■ **DATA SECTION**:
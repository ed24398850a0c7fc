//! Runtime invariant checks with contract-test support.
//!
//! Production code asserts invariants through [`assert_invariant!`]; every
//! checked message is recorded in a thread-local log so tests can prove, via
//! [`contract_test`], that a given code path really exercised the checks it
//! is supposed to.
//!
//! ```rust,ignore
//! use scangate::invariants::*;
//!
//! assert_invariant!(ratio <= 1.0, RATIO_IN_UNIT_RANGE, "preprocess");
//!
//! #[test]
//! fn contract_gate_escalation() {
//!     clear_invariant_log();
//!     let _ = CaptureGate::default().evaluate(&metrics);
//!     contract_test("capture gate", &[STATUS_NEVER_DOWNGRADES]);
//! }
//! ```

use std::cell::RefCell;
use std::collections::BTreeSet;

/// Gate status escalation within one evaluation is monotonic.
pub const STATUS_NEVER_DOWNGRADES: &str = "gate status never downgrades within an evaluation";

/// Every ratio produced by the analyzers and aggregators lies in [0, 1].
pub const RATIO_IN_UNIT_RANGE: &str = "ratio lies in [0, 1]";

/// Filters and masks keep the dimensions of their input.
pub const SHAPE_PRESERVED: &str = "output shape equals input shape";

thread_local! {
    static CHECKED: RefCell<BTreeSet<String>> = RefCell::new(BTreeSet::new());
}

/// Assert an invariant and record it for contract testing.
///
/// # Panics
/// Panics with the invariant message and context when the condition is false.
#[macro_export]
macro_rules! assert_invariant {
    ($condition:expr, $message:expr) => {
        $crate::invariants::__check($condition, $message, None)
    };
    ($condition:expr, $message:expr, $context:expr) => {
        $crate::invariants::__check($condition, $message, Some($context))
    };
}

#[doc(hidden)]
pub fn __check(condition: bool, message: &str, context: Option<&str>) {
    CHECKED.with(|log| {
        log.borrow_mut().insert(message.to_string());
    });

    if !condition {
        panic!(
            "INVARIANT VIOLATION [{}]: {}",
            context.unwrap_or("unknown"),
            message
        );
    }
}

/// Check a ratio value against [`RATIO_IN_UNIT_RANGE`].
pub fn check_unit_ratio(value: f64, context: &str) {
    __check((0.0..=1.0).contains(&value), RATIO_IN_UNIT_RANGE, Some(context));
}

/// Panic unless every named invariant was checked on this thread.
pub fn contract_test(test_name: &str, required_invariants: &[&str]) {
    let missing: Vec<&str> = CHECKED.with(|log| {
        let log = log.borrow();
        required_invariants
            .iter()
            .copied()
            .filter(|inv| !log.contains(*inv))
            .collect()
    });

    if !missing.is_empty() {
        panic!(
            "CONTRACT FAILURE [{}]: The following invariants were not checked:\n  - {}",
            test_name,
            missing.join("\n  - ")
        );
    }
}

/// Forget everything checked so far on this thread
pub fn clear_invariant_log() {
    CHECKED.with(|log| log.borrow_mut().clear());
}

---

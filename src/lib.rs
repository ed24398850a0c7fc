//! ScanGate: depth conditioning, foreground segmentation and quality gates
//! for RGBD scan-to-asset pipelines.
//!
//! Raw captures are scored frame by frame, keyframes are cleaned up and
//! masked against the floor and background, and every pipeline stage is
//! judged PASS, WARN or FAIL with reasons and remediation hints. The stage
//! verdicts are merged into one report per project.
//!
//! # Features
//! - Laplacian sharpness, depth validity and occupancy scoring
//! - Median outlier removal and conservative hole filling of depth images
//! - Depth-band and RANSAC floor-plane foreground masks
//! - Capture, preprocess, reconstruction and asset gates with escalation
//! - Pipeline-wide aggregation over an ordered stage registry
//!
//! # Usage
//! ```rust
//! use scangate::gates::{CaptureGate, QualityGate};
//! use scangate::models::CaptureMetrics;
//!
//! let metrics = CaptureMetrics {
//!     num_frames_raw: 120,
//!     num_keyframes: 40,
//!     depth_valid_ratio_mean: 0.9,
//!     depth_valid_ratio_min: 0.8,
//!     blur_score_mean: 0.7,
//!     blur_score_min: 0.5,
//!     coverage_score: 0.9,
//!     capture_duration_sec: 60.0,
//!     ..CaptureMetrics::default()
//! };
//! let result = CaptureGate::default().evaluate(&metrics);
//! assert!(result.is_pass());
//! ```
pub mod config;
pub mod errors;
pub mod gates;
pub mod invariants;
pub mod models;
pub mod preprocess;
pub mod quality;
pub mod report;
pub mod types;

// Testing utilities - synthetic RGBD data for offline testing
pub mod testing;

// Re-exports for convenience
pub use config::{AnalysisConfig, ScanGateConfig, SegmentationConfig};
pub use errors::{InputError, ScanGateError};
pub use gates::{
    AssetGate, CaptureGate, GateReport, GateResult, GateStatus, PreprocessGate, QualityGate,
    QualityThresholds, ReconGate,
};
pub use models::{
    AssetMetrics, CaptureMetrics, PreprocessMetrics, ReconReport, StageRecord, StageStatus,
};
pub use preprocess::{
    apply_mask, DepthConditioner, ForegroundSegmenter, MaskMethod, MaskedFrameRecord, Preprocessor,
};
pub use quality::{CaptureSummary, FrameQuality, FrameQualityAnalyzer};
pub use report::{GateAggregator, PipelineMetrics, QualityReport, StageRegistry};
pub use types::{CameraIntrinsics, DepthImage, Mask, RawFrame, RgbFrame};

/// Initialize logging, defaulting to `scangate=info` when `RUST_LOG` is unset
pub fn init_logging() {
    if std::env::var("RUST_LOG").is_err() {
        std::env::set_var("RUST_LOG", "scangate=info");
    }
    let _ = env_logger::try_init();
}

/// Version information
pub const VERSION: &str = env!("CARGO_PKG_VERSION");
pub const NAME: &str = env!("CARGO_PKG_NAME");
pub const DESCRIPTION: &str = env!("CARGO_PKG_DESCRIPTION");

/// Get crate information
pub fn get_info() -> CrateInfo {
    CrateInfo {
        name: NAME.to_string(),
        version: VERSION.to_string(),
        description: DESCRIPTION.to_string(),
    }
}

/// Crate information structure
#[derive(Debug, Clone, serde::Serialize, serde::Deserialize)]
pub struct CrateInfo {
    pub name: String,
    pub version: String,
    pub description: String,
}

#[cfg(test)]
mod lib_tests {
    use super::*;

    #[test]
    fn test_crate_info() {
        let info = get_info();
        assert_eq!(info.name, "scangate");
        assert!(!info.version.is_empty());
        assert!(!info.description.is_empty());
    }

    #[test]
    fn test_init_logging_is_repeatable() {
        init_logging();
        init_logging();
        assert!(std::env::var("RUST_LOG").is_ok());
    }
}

■ **EXERCISE INSTRUCTIONS**: Check each line above for the string "floor" and copy those that have it.

■ **SOLUTION TO THIS EXERCISE**:
//! masked against the floor and background, and every pipeline stage is
//! - Depth-band and RANSAC floor-plane foreground masks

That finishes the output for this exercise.